→ PROMPT
Scan the data for "impl" and copy each matching line.

→ DATA SHOWN
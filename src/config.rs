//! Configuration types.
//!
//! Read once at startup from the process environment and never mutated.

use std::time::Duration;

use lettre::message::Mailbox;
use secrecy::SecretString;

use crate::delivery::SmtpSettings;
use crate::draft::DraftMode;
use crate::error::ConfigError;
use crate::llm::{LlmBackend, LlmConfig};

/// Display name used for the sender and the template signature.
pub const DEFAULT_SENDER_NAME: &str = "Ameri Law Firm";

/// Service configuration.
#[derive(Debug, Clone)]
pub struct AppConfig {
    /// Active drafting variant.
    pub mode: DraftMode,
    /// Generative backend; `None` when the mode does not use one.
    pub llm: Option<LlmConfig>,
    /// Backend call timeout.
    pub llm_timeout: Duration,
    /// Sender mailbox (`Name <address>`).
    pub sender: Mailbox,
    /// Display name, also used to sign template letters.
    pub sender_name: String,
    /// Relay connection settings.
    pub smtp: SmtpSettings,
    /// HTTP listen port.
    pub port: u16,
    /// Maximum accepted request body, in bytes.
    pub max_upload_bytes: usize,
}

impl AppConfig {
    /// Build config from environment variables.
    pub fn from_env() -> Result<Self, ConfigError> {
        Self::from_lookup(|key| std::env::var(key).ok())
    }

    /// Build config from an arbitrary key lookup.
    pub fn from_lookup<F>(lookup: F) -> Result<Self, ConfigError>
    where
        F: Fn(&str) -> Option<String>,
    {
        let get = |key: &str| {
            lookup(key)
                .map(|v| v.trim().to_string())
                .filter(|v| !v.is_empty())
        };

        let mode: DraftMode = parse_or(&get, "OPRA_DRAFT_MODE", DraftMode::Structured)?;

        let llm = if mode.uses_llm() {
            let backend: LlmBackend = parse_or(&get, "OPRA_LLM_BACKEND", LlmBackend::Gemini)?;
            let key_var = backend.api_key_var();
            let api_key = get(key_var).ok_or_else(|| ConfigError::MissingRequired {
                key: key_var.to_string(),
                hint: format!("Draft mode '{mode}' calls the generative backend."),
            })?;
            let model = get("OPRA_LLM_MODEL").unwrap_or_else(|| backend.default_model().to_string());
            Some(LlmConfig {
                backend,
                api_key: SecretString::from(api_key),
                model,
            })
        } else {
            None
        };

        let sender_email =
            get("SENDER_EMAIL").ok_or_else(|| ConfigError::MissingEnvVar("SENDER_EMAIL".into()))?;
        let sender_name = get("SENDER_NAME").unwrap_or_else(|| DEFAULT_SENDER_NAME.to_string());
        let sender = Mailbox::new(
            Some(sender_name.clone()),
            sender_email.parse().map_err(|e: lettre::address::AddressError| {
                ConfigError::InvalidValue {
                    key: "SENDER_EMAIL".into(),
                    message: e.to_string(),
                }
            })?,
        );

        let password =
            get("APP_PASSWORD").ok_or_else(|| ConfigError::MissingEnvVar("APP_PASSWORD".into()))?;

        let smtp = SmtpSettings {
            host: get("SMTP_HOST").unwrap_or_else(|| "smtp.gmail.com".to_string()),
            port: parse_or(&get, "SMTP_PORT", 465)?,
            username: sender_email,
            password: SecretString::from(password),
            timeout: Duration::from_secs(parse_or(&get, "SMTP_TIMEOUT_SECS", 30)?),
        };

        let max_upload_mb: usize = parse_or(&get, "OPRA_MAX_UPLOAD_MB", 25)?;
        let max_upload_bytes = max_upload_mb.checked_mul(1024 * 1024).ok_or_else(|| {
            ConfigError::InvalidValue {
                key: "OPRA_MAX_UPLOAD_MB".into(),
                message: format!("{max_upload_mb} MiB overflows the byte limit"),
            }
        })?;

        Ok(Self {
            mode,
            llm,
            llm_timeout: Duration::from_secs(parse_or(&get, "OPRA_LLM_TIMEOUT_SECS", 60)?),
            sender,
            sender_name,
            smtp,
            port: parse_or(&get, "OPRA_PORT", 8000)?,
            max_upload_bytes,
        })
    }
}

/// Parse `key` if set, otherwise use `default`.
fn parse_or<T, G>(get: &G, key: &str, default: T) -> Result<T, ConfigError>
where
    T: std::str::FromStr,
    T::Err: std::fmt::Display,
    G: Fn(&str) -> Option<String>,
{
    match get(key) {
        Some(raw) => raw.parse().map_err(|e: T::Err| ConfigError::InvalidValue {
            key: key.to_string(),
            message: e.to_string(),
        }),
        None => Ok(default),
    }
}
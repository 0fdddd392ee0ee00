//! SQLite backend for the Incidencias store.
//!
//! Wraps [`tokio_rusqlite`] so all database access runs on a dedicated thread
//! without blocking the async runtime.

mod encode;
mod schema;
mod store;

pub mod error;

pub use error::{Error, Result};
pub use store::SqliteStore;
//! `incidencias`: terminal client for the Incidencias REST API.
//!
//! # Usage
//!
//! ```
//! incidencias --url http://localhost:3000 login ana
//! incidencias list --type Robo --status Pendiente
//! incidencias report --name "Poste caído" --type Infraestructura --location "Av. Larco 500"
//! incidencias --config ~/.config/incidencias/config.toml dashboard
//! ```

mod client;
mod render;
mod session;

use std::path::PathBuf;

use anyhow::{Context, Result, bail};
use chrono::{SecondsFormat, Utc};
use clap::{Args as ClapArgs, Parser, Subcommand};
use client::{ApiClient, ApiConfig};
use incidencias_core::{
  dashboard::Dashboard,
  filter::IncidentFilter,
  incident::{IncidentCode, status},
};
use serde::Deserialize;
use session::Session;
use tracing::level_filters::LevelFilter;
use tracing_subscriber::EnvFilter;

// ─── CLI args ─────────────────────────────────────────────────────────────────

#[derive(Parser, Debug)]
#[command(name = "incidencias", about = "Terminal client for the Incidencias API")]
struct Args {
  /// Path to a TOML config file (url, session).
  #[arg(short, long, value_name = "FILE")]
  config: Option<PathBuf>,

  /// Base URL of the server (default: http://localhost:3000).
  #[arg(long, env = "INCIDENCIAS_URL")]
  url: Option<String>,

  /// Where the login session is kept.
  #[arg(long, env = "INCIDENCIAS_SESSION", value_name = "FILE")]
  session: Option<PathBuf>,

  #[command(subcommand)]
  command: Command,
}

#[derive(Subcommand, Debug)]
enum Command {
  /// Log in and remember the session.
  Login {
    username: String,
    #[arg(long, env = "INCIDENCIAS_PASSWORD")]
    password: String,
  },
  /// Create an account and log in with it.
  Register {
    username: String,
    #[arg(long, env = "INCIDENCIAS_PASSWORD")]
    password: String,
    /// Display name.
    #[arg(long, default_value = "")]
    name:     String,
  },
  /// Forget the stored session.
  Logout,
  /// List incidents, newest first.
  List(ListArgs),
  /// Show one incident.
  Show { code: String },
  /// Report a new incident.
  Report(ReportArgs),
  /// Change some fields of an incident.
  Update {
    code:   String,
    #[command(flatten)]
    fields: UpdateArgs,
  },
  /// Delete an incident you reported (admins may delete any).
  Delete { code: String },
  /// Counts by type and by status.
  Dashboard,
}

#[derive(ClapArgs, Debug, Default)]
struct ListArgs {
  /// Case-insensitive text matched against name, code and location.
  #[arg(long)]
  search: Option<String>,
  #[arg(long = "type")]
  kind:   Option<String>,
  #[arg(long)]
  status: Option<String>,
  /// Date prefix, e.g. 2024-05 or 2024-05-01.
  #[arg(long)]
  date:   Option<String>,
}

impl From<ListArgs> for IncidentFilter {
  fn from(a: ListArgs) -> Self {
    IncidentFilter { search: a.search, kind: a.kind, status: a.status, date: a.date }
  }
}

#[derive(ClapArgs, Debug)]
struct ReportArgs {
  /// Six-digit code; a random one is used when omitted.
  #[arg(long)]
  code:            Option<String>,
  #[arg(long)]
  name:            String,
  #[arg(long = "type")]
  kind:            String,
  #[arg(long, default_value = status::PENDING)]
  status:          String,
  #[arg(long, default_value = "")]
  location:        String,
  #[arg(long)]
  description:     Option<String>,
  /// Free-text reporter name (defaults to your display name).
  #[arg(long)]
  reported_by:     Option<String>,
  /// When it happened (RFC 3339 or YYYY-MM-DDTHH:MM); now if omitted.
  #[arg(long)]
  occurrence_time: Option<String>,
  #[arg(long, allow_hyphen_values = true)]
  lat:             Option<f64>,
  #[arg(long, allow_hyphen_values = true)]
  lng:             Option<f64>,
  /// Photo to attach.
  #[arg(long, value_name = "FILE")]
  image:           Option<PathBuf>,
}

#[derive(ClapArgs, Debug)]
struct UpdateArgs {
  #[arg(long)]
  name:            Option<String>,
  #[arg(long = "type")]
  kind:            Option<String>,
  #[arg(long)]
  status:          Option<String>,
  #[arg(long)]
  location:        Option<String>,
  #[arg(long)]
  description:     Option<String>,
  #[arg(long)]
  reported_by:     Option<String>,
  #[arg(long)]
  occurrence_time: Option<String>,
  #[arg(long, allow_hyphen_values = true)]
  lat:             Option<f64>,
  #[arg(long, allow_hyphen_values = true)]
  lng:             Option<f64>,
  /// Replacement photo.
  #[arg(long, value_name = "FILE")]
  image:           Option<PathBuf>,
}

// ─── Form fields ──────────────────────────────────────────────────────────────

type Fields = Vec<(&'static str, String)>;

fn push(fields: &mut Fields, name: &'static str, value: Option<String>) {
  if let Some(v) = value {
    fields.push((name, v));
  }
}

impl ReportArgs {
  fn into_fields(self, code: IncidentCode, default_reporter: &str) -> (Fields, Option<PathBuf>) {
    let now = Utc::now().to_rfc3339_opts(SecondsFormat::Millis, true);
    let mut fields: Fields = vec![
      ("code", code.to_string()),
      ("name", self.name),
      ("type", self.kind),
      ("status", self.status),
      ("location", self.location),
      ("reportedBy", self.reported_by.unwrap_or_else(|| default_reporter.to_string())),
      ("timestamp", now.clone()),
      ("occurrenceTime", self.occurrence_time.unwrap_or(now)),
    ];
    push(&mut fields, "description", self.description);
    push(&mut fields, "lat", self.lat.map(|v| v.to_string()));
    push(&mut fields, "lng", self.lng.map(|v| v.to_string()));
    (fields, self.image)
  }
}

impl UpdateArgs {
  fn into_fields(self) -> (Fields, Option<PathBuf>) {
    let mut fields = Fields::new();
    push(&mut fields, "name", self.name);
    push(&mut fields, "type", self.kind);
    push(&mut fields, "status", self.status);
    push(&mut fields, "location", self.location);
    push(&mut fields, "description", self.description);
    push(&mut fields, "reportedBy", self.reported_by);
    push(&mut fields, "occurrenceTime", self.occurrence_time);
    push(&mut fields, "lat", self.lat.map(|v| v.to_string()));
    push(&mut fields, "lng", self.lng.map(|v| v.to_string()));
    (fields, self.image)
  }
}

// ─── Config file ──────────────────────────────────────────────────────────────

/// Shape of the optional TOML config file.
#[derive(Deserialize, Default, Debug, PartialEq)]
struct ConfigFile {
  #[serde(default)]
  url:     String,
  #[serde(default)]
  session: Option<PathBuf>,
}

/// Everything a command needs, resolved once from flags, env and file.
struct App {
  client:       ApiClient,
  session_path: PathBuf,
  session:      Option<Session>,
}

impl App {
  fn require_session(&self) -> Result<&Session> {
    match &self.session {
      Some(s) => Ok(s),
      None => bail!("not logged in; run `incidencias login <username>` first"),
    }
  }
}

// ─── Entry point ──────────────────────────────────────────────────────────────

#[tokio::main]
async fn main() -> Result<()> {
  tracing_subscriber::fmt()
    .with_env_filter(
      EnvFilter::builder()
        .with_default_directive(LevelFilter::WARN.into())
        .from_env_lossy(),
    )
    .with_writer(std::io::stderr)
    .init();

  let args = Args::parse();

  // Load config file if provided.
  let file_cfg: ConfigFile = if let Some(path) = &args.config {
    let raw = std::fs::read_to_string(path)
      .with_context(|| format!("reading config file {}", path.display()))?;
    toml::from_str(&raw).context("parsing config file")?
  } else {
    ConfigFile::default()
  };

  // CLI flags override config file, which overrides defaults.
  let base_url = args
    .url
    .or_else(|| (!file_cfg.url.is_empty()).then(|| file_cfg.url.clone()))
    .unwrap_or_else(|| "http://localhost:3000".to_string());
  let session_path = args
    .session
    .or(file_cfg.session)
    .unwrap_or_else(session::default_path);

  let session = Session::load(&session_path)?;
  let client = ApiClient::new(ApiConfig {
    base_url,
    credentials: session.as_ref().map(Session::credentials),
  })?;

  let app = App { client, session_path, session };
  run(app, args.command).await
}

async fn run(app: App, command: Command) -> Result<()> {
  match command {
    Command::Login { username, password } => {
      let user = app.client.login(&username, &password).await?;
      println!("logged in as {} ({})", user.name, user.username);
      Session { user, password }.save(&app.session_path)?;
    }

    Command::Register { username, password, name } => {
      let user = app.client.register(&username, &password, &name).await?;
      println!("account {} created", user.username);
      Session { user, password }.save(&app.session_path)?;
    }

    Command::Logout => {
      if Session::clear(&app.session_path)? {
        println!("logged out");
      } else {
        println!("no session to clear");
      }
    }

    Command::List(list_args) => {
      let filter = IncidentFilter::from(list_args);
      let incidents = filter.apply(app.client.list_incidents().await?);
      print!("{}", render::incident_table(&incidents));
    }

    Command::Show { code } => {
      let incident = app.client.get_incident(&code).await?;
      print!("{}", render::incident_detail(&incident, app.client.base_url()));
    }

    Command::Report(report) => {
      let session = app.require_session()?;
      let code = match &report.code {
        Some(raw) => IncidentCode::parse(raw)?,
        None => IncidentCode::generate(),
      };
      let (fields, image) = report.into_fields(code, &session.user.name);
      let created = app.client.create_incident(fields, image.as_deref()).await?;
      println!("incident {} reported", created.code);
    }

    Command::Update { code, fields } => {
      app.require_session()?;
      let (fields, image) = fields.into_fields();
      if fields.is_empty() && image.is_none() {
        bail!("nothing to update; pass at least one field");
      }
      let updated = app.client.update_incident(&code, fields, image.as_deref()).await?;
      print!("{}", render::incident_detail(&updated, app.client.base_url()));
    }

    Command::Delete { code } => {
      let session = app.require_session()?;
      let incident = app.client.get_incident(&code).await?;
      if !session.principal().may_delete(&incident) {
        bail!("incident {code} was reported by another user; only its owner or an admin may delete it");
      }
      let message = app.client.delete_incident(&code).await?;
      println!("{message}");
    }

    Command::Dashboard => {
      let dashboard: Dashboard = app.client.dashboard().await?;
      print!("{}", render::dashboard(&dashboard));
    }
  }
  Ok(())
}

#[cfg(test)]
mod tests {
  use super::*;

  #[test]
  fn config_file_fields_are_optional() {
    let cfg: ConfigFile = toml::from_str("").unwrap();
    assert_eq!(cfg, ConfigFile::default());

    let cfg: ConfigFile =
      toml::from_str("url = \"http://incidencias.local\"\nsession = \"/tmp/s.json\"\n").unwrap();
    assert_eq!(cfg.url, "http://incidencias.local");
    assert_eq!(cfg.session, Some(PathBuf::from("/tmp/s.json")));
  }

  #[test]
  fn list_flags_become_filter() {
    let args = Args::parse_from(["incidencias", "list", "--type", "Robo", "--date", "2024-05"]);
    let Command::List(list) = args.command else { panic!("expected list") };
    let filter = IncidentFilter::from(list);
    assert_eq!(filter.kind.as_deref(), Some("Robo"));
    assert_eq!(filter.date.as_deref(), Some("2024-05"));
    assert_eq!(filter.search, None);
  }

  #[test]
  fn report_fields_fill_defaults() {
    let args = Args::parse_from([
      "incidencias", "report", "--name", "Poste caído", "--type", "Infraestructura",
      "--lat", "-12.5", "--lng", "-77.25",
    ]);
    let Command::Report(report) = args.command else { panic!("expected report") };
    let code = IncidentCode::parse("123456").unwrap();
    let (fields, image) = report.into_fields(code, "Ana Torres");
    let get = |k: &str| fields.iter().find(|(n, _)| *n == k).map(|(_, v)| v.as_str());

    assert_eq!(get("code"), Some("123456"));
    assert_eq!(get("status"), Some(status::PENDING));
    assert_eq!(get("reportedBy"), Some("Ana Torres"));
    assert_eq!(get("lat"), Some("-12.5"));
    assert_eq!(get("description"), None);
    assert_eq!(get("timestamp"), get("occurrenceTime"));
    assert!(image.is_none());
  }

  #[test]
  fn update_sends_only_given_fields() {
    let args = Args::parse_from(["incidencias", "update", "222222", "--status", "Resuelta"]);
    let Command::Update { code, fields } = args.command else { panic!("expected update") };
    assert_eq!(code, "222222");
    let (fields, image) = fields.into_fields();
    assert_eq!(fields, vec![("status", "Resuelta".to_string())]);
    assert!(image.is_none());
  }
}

→ WRITTEN ANSWER
impl AppConfig {
impl From<ListArgs> for IncidentFilter {
impl ReportArgs {
impl UpdateArgs {
impl App {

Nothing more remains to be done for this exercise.